Peripheral Artery Disease (PAD)

Peripheral Artery Disease (PAD)

Overview

Peripheral artery disease (PAD) is a disease in which plaque builds up in the arteries that carry blood to your head, organs, and limbs. Plaque is made up of fat, cholesterol, calcium, fibrous tissue, and other substances in the blood. When plaque builds up in the body's arteries, the condition is called atherosclerosis. Over time, plaque can harden and narrow the arteries. This limits the flow of oxygen-rich blood to your organs and other parts of your body.

PAD is sometimes called peripheral vascular disease (PVD), but PAD usually refers to the condition affecting the arteries in the legs.

 

Risks

The main risk factor for PAD is smoking. Other risk factors include older age and diseases like diabetes, high blood cholesterol, high blood pressure, heart disease and stroke, as well as obesity and inactivity.

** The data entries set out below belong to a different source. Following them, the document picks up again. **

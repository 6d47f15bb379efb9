//! API router.

use crate::handlers;
use crate::state::AppState;
use axum::routing::{delete, get, post, put};
use axum::Router;

/// Builds the `/v1` API router.
pub fn router(state: AppState) -> Router {
    Router::new()
        .route("/v1/version", get(handlers::info::version))
        .route("/v1/interfaces", get(handlers::interfaces::list))
        .route(
            "/v1/interfaces/loopback",
            post(handlers::interfaces::create_loopback),
        )
        .route(
            "/v1/interfaces/loopback/{sw_if_index}",
            delete(handlers::interfaces::delete_loopback),
        )
        .route(
            "/v1/interfaces/{sw_if_index}/state",
            put(handlers::interfaces::set_state),
        )
        .route(
            "/v1/interfaces/{sw_if_index}/addresses",
            post(handlers::interfaces::add_address)
                .delete(handlers::interfaces::remove_address),
        )
        .route(
            "/v1/routes",
            get(handlers::ip::list_routes)
                .post(handlers::ip::create_route)
                .delete(handlers::ip::delete_route),
        )
        .route("/v1/routes/lookup", post(handlers::ip::lookup_route))
        .route(
            "/v1/vrfs",
            get(handlers::ip::list_vrfs).post(handlers::ip::create_vrf),
        )
        .route("/v1/vrfs/{id}", delete(handlers::ip::delete_vrf))
        .route(
            "/v1/acls",
            get(handlers::acl::list).post(handlers::acl::create),
        )
        .route(
            "/v1/acls/{id}",
            put(handlers::acl::update).delete(handlers::acl::delete),
        )
        .with_state(state)
}
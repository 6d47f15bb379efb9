//! Route and VRF handlers.

use crate::dto::{
    self, LookupRequest, RouteQuery, RouteRequest, RouteResponse, VrfCreateRequest, VrfResponse,
};
use crate::error::ApiError;
use crate::state::AppState;
use axum::extract::{Path, Query, State};
use axum::http::StatusCode;
use axum::Json;

pub async fn list_routes(
    State(state): State<AppState>,
    Query(query): Query<RouteQuery>,
) -> Result<Json<Vec<RouteResponse>>, ApiError> {
    let routes = state.ip.list_routes(query.vrf).await?;
    Ok(Json(routes.into_iter().map(Into::into).collect()))
}

pub async fn create_route(
    State(state): State<AppState>,
    Json(req): Json<RouteRequest>,
) -> Result<StatusCode, ApiError> {
    let route = req.to_domain()?;
    state.ip.add_route(&route).await?;
    Ok(StatusCode::CREATED)
}

pub async fn delete_route(
    State(state): State<AppState>,
    Json(req): Json<RouteRequest>,
) -> Result<StatusCode, ApiError> {
    let route = req.to_domain()?;
    state.ip.delete_route(&route).await?;
    Ok(StatusCode::NO_CONTENT)
}

pub async fn lookup_route(
    State(state): State<AppState>,
    Json(req): Json<LookupRequest>,
) -> Result<Json<RouteResponse>, ApiError> {
    let dst = dto::parse_destination(&req.dst)?;
    let route = state.ip.get_route(dst, req.vrf).await?;
    Ok(Json(route.into()))
}

pub async fn list_vrfs(State(state): State<AppState>) -> Result<Json<Vec<VrfResponse>>, ApiError> {
    let vrfs = state.ip.list_vrfs().await?;
    Ok(Json(vrfs.into_iter().map(Into::into).collect()))
}

pub async fn create_vrf(
    State(state): State<AppState>,
    Json(req): Json<VrfCreateRequest>,
) -> Result<StatusCode, ApiError> {
    state.ip.create_vrf(req.id, &req.name).await?;
    Ok(StatusCode::CREATED)
}

pub async fn delete_vrf(
    State(state): State<AppState>,
    Path(id): Path<u32>,
) -> Result<StatusCode, ApiError> {
    state.ip.delete_vrf(id).await?;
    Ok(StatusCode::NO_CONTENT)
}
//! HTTP error responses.

use axum::http::StatusCode;
use axum::response::{IntoResponse, Response};
use axum::Json;
use dpctl_core::CoreError;
use serde_json::json;

/// An error ready to be rendered as an HTTP response.
#[derive(Debug)]
pub struct ApiError {
    status: StatusCode,
    message: String,
}

impl ApiError {
    pub fn bad_request(message: impl Into<String>) -> Self {
        Self {
            status: StatusCode::BAD_REQUEST,
            message: message.into(),
        }
    }

    pub fn status(&self) -> StatusCode {
        self.status
    }

    pub fn message(&self) -> &str {
        &self.message
    }
}

impl From<CoreError> for ApiError {
    fn from(err: CoreError) -> Self {
        let status = match &err {
            CoreError::VrfNotFound { .. } | CoreError::NotFound { .. } => StatusCode::NOT_FOUND,
            CoreError::AlreadyExists { .. } => StatusCode::CONFLICT,
            CoreError::InvalidInput { .. } | CoreError::Convert(_) => StatusCode::BAD_REQUEST,
            CoreError::Dataplane(_) | CoreError::TwoPhase { .. } => StatusCode::BAD_GATEWAY,
        };

        if status == StatusCode::BAD_GATEWAY {
            tracing::error!(%err, "dataplane operation failed");
        }

        Self {
            status,
            message: err.to_string(),
        }
    }
}

impl IntoResponse for ApiError {
    fn into_response(self) -> Response {
        (self.status, Json(json!({ "error": self.message }))).into_response()
    }
}
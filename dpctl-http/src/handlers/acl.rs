//! ACL handlers.

use crate::dto::{AclCreateRequest, AclCreateResponse, AclResponse, AclRuleDto, AclUpdateRequest};
use crate::error::ApiError;
use crate::state::AppState;
use axum::extract::{Path, State};
use axum::http::StatusCode;
use axum::Json;

pub async fn list(State(state): State<AppState>) -> Result<Json<Vec<AclResponse>>, ApiError> {
    let acls = state.acl.list().await?;
    Ok(Json(acls.into_iter().map(Into::into).collect()))
}

pub async fn create(
    State(state): State<AppState>,
    Json(req): Json<AclCreateRequest>,
) -> Result<(StatusCode, Json<AclCreateResponse>), ApiError> {
    let rules = parse_rules(&req.rules)?;
    let id = state.acl.create(&req.name, &rules).await?;
    Ok((StatusCode::CREATED, Json(AclCreateResponse { id })))
}

pub async fn update(
    State(state): State<AppState>,
    Path(id): Path<u32>,
    Json(req): Json<AclUpdateRequest>,
) -> Result<StatusCode, ApiError> {
    let rules = parse_rules(&req.rules)?;
    state.acl.update(id, &rules).await?;
    Ok(StatusCode::NO_CONTENT)
}

pub async fn delete(
    State(state): State<AppState>,
    Path(id): Path<u32>,
) -> Result<StatusCode, ApiError> {
    state.acl.delete(id).await?;
    Ok(StatusCode::NO_CONTENT)
}

fn parse_rules(rules: &[AclRuleDto]) -> Result<Vec<dpctl_core::domain::AclRule>, ApiError> {
    rules.iter().map(AclRuleDto::to_domain).collect()
}
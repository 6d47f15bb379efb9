//! Dataplane version/info service.
//!
//! Uses the raw stream shape rather than a typed unary call, matching the
//! one-off exchange it performs.

use crate::domain::VersionInfo;
use crate::error::CoreError;
use dpctl_client::{recv_within, Client, ClientError, Stream};
use dpctl_wire::control::{ShowVersion, ShowVersionReply};
use dpctl_wire::TypedMessage;
use std::time::Duration;

pub struct InfoService {
    client: Client,
}

impl InfoService {
    pub fn new(client: Client) -> Self {
        Self { client }
    }

    pub async fn version(&self) -> Result<VersionInfo, CoreError> {
        let timeout = self.client.config().request_timeout;

        let info = self
            .client
            .with_stream(move |mut stream| async move {
                let result = fetch_version(stream.as_mut(), timeout).await;
                (stream, result)
            })
            .await?;

        Ok(info)
    }
}

async fn fetch_version(
    stream: &mut dyn Stream,
    timeout: Duration,
) -> Result<VersionInfo, ClientError> {
    stream
        .send(&ShowVersion {})
        .await
        .map_err(|source| ClientError::Send {
            message: <ShowVersion as TypedMessage>::NAME,
            source,
        })?;

    let msg = recv_within(stream, timeout).await?;
    let observed = msg.name();
    let reply = msg
        .into_any()
        .downcast::<ShowVersionReply>()
        .map_err(|_| ClientError::UnexpectedMessage {
            expected: <ShowVersionReply as TypedMessage>::NAME,
            observed,
        })?;

    if !reply.retval.is_ok() {
        return Err(ClientError::Remote {
            message: <ShowVersionReply as TypedMessage>::NAME,
            status: reply.retval,
        });
    }

    Ok(VersionInfo {
        program: reply.program,
        version: reply.version,
        build_date: reply.build_date,
        build_directory: reply.build_directory,
    })
}

#[cfg(test)]
mod tests {
    use super::*;
    use dpctl_client::testing::{MockScript, MockTransport};
    use dpctl_wire::Status;
    use std::sync::Arc;

    #[tokio::test]
    async fn test_version() {
        let mock = MockTransport::new();
        mock.push_script(MockScript::new().reply(ShowVersionReply {
            retval: Status::OK,
            program: "dataplane".into(),
            version: "24.02-release".into(),
            build_date: "2026-02-01".into(),
            build_directory: "/w/build".into(),
        }));

        let service = InfoService::new(Client::new(Arc::new(mock.clone())));
        let info = service.version().await.unwrap();
        assert_eq!(info.version, "24.02-release");
        assert_eq!(mock.closed(), 1);
    }

    #[tokio::test]
    async fn test_version_unexpected_reply() {
        let mock = MockTransport::new();
        mock.push_script(
            MockScript::new().reply(dpctl_wire::control::ControlPingReply::default()),
        );

        let service = InfoService::new(Client::new(Arc::new(mock.clone())));
        let err = service.version().await.unwrap_err();
        assert!(matches!(
            err,
            CoreError::Dataplane(ClientError::UnexpectedMessage { .. })
        ));
        assert_eq!(mock.closed(), 1);
    }
}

You can find out your risk for PAD right now by taking our online PAD health risk assessment.

 

Symptoms

Many people who have PAD don't have any symptoms. If you have symptoms, they may include:

  • Pain, numbness, achiness, or heaviness in the leg muscles. This happens when walking or climbing stairs.
  • Weak or absent pulses in the legs or feet
  • Sores or wounds on the toes, feet or legs that heal slowly, poorly or not at all
  • A pale or bluish color to the skin
  • A lower temperature in one leg than the other leg
  • Poor nail growth on the toes and decreased hair growth on the legs
  • Erectile dysfunction, especially among men who have diabetes

Symptoms of severe PAD include:

  • Leg pain that does not go away when you stop exercising
  • Foot or toe wounds that won't heal or heal very slowly
  • Gangrene (dead tissue caused by an infection or lack of blood flow)
  • A decrease in the temperature of your lower leg or foot, compared to the other leg or to the rest of your body

 

 

Diagnosis

PAD diagnosis begins with a physical examination. Your healthcare provider will check for weak pulses in the legs. Your physical examination may include the following:

  • Ankle-brachial index (ABI) - This is a painless exam that compares the blood pressure in your feet to the blood pressure in your arms to determine how well your blood is flowing. This inexpensive test takes only a few minutes and can be performed by your healthcare professional as part of a routine exam. Normally, the ankle pressure is at least 90 percent of the arm pressure, but with severe narrowing it may be less than 50 percent.  

 

If an ABI reveals an abnormal ratio between the blood pressure of the ankle and arm, you may need more testing. Your doctor may recommend one of other tests in this list.   

        

  • Doppler and ultrasound (duplex) imaging - This is a noninvasive method that visualizes the artery with sound waves and measures the blood flow in an artery to indicate the presence of a blockage. 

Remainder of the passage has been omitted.